SummaryFairies at the spring
|3.9 (1 votes):|
Originating from Czechia, Dissolving of Prodigy were one of the first doom/death metal albums from the country. Yeah, I know, this doesn’t sound very exciting, but here’s an interesting fact: unlike many other bands they mostly managed to stick to their doom/death metal roots, but here’s the bad news: Lamentations of Innocents is their only good album. So what’s the good news? Well, at times this album sounds pretty damn spectacular – so let’s get right into it.
Hefty, yet melancholic, Lamentations of Innocents takes the listener on a sorrowful journey where joy hasn’t been felt in decades. Dirge-like chants express the rejection of hope, whereas gruff barks point out at the unfair suffering that causes mankind’s futility and eerie violins find their way between these physically heavy doom-laden riffs. Now this description could suit many doom/death metal albums, but for a simple point of reference imagine if My Dying Bride circa Turn Loose the Swans had fired Aaron Stainthorpe and hired Lee Dorrian instead. The result is an album that’s clearly identical, regardless of Dissolving of Prodigy’s Czech origins – but we’re certainly not dealing with an album without identity here. Whereas Turn Loose the Swans would deal with certain tragic topics, I find this album to be much more emotionally evocative and it’s also far better structured. Take the opener “Affliction” for instance; where a weary moan quickly turns into a tormented roar – supported by morose violin passages and at last some dirge-like chants that haunt the chorus… still wondering why this album is called Lamentations of Innocents after all?

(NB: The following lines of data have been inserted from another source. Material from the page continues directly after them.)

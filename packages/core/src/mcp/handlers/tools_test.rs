//! Tests for MCP Tools Handler
//!
//! Tests tools/list and tools/call against a mocked graph store.

use super::*;
use crate::db::{MockGraphStore, Row, StoreError};
use serde_json::json;
use std::sync::Arc;

fn service(store: MockGraphStore) -> GdsService {
    GdsService::new(Arc::new(store))
}

#[test]
fn test_tools_list_returns_catalogue() {
    let registry = AlgorithmRegistry::new();
    let result = handle_tools_list(&registry, json!({})).unwrap();
    let tools = result["tools"].as_array().unwrap();

    assert_eq!(tools.len(), registry.len());
    for tool in tools {
        assert!(tool["name"].is_string(), "Tool missing name");
        assert!(tool["description"].is_string(), "Tool missing description");
        assert_eq!(tool["inputSchema"]["type"], "object");
    }
    assert!(tools.iter().any(|t| t["name"] == "find_shortest_path"));
}

#[tokio::test]
async fn test_tools_call_missing_name() {
    let registry = AlgorithmRegistry::new();
    let err = handle_tools_call(&service(MockGraphStore::new()), &registry, json!({"arguments": {}}))
        .await
        .unwrap_err();
    assert_eq!(err.code, crate::mcp::types::INVALID_PARAMS);
}

#[tokio::test]
async fn test_tools_call_unknown_tool() {
    let registry = AlgorithmRegistry::new();
    let err = handle_tools_call(
        &service(MockGraphStore::new()),
        &registry,
        json!({"name": "louvain", "arguments": {}}),
    )
    .await
    .unwrap_err();
    assert_eq!(err.code, crate::mcp::types::INVALID_PARAMS);
    assert!(err.message.contains("louvain"));
}

#[tokio::test]
async fn test_tools_call_success_is_pretty_json_text() {
    let mut store = MockGraphStore::new();
    store.expect_query().returning(|_| {
        let mut row = Row::new();
        row.insert("key".to_string(), json!("name"));
        Ok(vec![row])
    });
    let registry = AlgorithmRegistry::new();

    let result = handle_tools_call(
        &service(store),
        &registry,
        json!({"name": "get_node_properties_keys"}),
    )
    .await
    .unwrap();

    assert_eq!(result["isError"], false);
    assert_eq!(result["content"][0]["type"], "text");
    let text = result["content"][0]["text"].as_str().unwrap();
    assert_eq!(text, "[\n  \"name\"\n]");
}

#[tokio::test]
async fn test_tools_call_missing_required_argument_is_tool_error() {
    let mut store = MockGraphStore::new();
    store.expect_query().never();
    store.expect_create_projection().never();
    let registry = AlgorithmRegistry::new();

    let result = handle_tools_call(
        &service(store),
        &registry,
        json!({"name": "find_shortest_path", "arguments": {"start_node": "Bank"}}),
    )
    .await
    .unwrap();

    assert_eq!(result["isError"], true);
    let text = result["content"][0]["text"].as_str().unwrap();
    assert!(text.starts_with("Error executing find_shortest_path:"));
    assert!(text.contains("end_node"));
}

#[tokio::test]
async fn test_tools_call_projection_failure_is_tool_error() {
    let mut store = MockGraphStore::new();
    store.expect_query().returning(|_| Ok(Vec::new()));
    store.expect_create_projection().times(1).returning(|_| {
        Err(StoreError::neo4j(
            "Neo.ClientError.Procedure.ProcedureNotFound",
            "gds.graph.project is not available",
        ))
    });
    store.expect_drop_projection().never();
    let registry = AlgorithmRegistry::new();

    let result = handle_tools_call(&service(store), &registry, json!({"name": "pagerank"}))
        .await
        .unwrap();

    assert_eq!(result["isError"], true);
    let text = result["content"][0]["text"].as_str().unwrap();
    assert!(text.starts_with("Error executing pagerank: Failed to create projection 'temp_graph_"));
    assert!(text.contains("ProcedureNotFound"));
}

However, despite its emotional depth, Lamentations of Innocents doesn’t express itself like an endless weeper with a runny nose. These compositions clearly go somewhere and while the album doesn’t overpower one with riffs, each compositions is made out of a few riffs that are surprisingly captivating. “Damocles Gladius” is easily the most haunting number on the track, where the vocals recall a ghost that has yet to flee to the underworld, yet the thrusting riffs that emerge halfway through provide a sense of heaviness that the track doesn’t bring forth at first. Moving on, Lamentations of Innocents seems like an obscure classic, as it follows a safe formula that should promise consistency, yet its issues start to become apparent during the album’s B side. Taking an unexpected turn for the worse, “Prayer for Love” is a seven minute folk-y instrumental number and while it could have worked as a decent instrumental tune in between, there’s no reason for it to be as long as it is. “Luck of Tears” exchanges doom ’n gloom for a far more upbeat folk-y atmosphere and strangely enough I’m getting reminiscent of the band’s country mates Silent Stream of Godless Elegy here. Nearly ten minutes long, it’s a bit of a pain to sit through and while some of the minor-leads do show promise, it’s more of a confused track than a proper offering of melancholia. Ending Lamentations of Innocents on a decent note, “Echoes of Sadness” continues down this path and while the flutes becoming rather annoying and distracting here, it at least matches some earlier tunes in terms of heaviness thanks to the weighty riff work.
Ideally Dissolving of Prodigy would have bettered themselves as time went on, but regardless that unfortunately wasn’t the case. Follow-up Time Ruins Also Beauty would still retain the band’s identity rather well, but it lacked the magic of Lamentations of Innocents and as time went on, the band were never able to make an actual decent comeback, although they had hardly abandoned from their doom/death metal roots to begin with. Regardless, Lamentations of Innocents should satisfy those who seek more melancholic doom/death metal and while it’s certainly not without flaws, its emotional impact should certainly be a rewarding experience, so go hear it and embrace your sorrow!